(Stored items)
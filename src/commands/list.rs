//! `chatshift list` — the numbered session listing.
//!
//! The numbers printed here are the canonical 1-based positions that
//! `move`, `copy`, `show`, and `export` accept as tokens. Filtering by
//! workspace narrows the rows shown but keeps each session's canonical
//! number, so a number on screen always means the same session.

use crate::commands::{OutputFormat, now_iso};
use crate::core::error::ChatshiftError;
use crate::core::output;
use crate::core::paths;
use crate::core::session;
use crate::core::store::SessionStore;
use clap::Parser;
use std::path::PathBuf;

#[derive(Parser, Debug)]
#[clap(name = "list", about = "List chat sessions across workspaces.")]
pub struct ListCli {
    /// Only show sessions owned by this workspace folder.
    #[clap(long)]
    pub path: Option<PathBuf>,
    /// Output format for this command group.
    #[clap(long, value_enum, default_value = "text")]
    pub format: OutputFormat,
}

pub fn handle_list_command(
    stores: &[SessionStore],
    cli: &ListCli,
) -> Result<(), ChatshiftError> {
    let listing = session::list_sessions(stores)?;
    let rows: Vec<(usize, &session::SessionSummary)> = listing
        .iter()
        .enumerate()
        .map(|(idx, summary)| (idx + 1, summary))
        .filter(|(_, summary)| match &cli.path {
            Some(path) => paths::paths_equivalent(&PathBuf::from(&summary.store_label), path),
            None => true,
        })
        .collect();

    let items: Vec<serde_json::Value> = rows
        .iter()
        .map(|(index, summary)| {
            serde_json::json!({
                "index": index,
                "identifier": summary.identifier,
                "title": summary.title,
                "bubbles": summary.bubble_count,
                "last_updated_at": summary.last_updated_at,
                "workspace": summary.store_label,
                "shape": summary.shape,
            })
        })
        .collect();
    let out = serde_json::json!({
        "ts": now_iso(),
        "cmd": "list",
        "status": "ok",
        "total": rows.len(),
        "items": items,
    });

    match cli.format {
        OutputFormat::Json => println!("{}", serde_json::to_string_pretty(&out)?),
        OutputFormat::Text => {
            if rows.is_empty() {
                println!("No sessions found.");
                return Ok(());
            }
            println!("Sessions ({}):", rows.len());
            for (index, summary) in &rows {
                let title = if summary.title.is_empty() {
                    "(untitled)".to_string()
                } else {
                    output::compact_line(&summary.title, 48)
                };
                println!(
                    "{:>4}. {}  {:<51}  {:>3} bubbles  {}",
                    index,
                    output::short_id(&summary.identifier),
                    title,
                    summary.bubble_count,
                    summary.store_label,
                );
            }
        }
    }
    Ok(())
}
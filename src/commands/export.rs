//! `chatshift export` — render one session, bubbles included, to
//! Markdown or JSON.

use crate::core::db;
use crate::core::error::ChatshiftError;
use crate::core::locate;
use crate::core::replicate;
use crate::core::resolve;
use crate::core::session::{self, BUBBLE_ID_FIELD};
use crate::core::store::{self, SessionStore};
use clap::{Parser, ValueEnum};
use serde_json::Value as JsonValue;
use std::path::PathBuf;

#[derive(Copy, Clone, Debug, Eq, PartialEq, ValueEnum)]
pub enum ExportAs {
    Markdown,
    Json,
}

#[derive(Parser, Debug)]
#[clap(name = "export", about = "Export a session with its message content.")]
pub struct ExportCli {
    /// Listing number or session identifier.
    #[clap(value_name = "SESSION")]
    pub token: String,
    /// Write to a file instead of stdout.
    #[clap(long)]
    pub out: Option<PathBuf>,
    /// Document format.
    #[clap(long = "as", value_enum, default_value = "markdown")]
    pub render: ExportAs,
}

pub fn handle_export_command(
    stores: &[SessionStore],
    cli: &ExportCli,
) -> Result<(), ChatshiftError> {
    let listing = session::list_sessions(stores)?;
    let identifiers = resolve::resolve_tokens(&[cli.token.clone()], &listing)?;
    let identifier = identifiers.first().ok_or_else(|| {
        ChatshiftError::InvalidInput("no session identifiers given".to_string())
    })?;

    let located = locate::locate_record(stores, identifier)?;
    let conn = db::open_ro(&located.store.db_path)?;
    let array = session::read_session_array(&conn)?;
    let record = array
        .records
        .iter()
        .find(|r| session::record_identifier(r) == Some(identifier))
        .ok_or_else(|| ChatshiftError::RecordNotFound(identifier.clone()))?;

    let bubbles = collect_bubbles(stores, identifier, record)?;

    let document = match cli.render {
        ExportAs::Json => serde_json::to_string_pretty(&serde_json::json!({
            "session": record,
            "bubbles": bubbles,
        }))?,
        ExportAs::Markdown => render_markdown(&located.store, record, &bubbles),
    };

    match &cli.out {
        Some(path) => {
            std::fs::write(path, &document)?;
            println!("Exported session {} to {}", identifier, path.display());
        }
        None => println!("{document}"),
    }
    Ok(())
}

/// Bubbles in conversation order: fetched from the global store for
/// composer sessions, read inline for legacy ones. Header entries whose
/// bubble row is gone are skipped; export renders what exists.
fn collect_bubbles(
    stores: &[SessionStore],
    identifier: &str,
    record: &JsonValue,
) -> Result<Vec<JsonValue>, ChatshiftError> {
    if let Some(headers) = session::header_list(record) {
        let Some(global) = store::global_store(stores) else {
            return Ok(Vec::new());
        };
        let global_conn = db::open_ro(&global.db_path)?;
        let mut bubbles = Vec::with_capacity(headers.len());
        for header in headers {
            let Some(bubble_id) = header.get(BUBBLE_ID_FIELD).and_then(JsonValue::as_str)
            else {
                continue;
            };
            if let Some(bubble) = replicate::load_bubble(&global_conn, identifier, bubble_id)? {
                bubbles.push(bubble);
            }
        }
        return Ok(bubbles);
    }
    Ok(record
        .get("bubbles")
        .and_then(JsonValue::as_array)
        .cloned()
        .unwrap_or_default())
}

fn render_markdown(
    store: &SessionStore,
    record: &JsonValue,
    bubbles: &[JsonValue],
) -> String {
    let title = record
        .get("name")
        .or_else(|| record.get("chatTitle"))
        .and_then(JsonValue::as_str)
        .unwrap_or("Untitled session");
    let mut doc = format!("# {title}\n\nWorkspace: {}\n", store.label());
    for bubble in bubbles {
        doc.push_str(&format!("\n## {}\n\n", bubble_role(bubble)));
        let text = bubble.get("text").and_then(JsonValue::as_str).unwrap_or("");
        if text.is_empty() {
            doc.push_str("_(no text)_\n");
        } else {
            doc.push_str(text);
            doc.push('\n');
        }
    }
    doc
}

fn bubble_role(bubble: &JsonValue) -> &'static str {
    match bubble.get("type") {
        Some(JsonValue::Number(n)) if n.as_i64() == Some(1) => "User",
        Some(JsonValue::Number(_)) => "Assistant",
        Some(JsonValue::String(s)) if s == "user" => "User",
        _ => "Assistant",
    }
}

→ **Aim of the exercise**
When you copy the data, keep every line word for word.

→ **Problem solution**
filename src/commands/list.rs
//! `chatshift list` — the numbered session listing.
//!
//! The numbers printed here are the canonical 1-based positions that
//! `move`, `copy`, `show`, and `export` accept as tokens. Filtering by
//! workspace narrows the rows shown but keeps each session's canonical
//! number, so a number on screen always means the same session.

use crate::commands::{OutputFormat, now_iso};
use crate::core::error::ChatshiftError;
use crate::core::output;
use crate::core::paths;
use crate::core::session;
use crate::core::store::SessionStore;
use clap::Parser;
use std::path::PathBuf;

#[derive(Parser, Debug)]
#[clap(name = "list", about = "List chat sessions across workspaces.")]
pub struct ListCli {
    /// Only show sessions owned by this workspace folder.
    #[clap(long)]
    pub path: Option<PathBuf>,
    /// Output format for this command group.
    #[clap(long, value_enum, default_value = "text")]
    pub format: OutputFormat,
}

pub fn handle_list_command(
    stores: &[SessionStore],
    cli: &ListCli,
) -> Result<(), ChatshiftError> {
    let listing = session::list_sessions(stores)?;
    let rows: Vec<(usize, &session::SessionSummary)> = listing
        .iter()
        .enumerate()
        .map(|(idx, summary)| (idx + 1, summary))
        .filter(|(_, summary)| match &cli.path {
            Some(path) => paths::paths_equivalent(&PathBuf::from(&summary.store_label), path),
            None => true,
        })
        .collect();

    let items: Vec<serde_json::Value> = rows
        .iter()
        .map(|(index, summary)| {
            serde_json::json!({
                "index": index,
                "identifier": summary.identifier,
                "title": summary.title,
                "bubbles": summary.bubble_count,
                "last_updated_at": summary.last_updated_at,
                "workspace": summary.store_label,
                "shape": summary.shape,
            })
        })
        .collect();
    let out = serde_json::json!({
        "ts": now_iso(),
        "cmd": "list",
        "status": "ok",
        "total": rows.len(),
        "items": items,
    });

    match cli.format {
        OutputFormat::Json => println!("{}", serde_json::to_string_pretty(&out)?),
        OutputFormat::Text => {
            if rows.is_empty() {
                println!("No sessions found.");
                return Ok(());
            }
            println!("Sessions ({}):", rows.len());
            for (index, summary) in &rows {
                let title = if summary.title.is_empty() {
                    "(untitled)".to_string()
                } else {
                    output::compact_line(&summary.title, 48)
                };
                println!(
                    "{:>4}. {}  {:<51}  {:>3} bubbles  {}",
                    index,
                    output::short_id(&summary.identifier),
                    title,
                    summary.bubble_count,
                    summary.store_label,
                );
            }
        }
    }
    Ok(())
}
filename src/commands/export.rs
//! `chatshift export` — render one session, bubbles included, to
//! Markdown or JSON.

use crate::core::db;
use crate::core::error::ChatshiftError;
use crate::core::locate;
use crate::core::replicate;
use crate::core::resolve;
use crate::core::session::{self, BUBBLE_ID_FIELD};
use crate::core::store::{self, SessionStore};
use clap::{Parser, ValueEnum};
use serde_json::Value as JsonValue;
use std::path::PathBuf;

#[derive(Copy, Clone, Debug, Eq, PartialEq, ValueEnum)]
pub enum ExportAs {
    Markdown,
    Json,
}

#[derive(Parser, Debug)]
#[clap(name = "export", about = "Export a session with its message content.")]
pub struct ExportCli {
    /// Listing number or session identifier.
    #[clap(value_name = "SESSION")]
    pub token: String,
    /// Write to a file instead of stdout.
    #[clap(long)]
    pub out: Option<PathBuf>,
    /// Document format.
    #[clap(long = "as", value_enum, default_value = "markdown")]
    pub render: ExportAs,
}

pub fn handle_export_command(
    stores: &[SessionStore],
    cli: &ExportCli,
) -> Result<(), ChatshiftError> {
    let listing = session::list_sessions(stores)?;
    let identifiers = resolve::resolve_tokens(&[cli.token.clone()], &listing)?;
    let identifier = identifiers.first().ok_or_else(|| {
        ChatshiftError::InvalidInput("no session identifiers given".to_string())
    })?;

    let located = locate::locate_record(stores, identifier)?;
    let conn = db::open_ro(&located.store.db_path)?;
    let array = session::read_session_array(&conn)?;
    let record = array
        .records
        .iter()
        .find(|r| session::record_identifier(r) == Some(identifier))
        .ok_or_else(|| ChatshiftError::RecordNotFound(identifier.clone()))?;

    let bubbles = collect_bubbles(stores, identifier, record)?;

    let document = match cli.render {
        ExportAs::Json => serde_json::to_string_pretty(&serde_json::json!({
            "session": record,
            "bubbles": bubbles,
        }))?,
        ExportAs::Markdown => render_markdown(&located.store, record, &bubbles),
    };

    match &cli.out {
        Some(path) => {
            std::fs::write(path, &document)?;
            println!("Exported session {} to {}", identifier, path.display());
        }
        None => println!("{document}"),
    }
    Ok(())
}

/// Bubbles in conversation order: fetched from the global store for
/// composer sessions, read inline for legacy ones. Header entries whose
/// bubble row is gone are skipped; export renders what exists.
fn collect_bubbles(
    stores: &[SessionStore],
    identifier: &str,
    record: &JsonValue,
) -> Result<Vec<JsonValue>, ChatshiftError> {
    if let Some(headers) = session::header_list(record) {
        let Some(global) = store::global_store(stores) else {
            return Ok(Vec::new());
        };
        let global_conn = db::open_ro(&global.db_path)?;
        let mut bubbles = Vec::with_capacity(headers.len());
        for header in headers {
            let Some(bubble_id) = header.get(BUBBLE_ID_FIELD).and_then(JsonValue::as_str)
            else {
                continue;
            };
            if let Some(bubble) = replicate::load_bubble(&global_conn, identifier, bubble_id)? {
                bubbles.push(bubble);
            }
        }
        return Ok(bubbles);
    }
    Ok(record
        .get("bubbles")
        .and_then(JsonValue::as_array)
        .cloned()
        .unwrap_or_default())
}

fn render_markdown(
    store: &SessionStore,
    record: &JsonValue,
    bubbles: &[JsonValue],
) -> String {
    let title = record
        .get("name")
        .or_else(|| record.get("chatTitle"))
        .and_then(JsonValue::as_str)
        .unwrap_or("Untitled session");
    let mut doc = format!("# {title}\n\nWorkspace: {}\n", store.label());
    for bubble in bubbles {
        doc.push_str(&format!("\n## {}\n\n", bubble_role(bubble)));
        let text = bubble.get("text").and_then(JsonValue::as_str).unwrap_or("");
        if text.is_empty() {
            doc.push_str("_(no text)_\n");
        } else {
            doc.push_str(text);
            doc.push('\n');
        }
    }
    doc
}

fn bubble_role(bubble: &JsonValue) -> &'static str {
    match bubble.get("type") {
        Some(JsonValue::Number(n)) if n.as_i64() == Some(1) => "User",
        Some(JsonValue::Number(_)) => "Assistant",
        Some(JsonValue::String(s)) if s == "user" => "User",
        _ => "Assistant",
    }
}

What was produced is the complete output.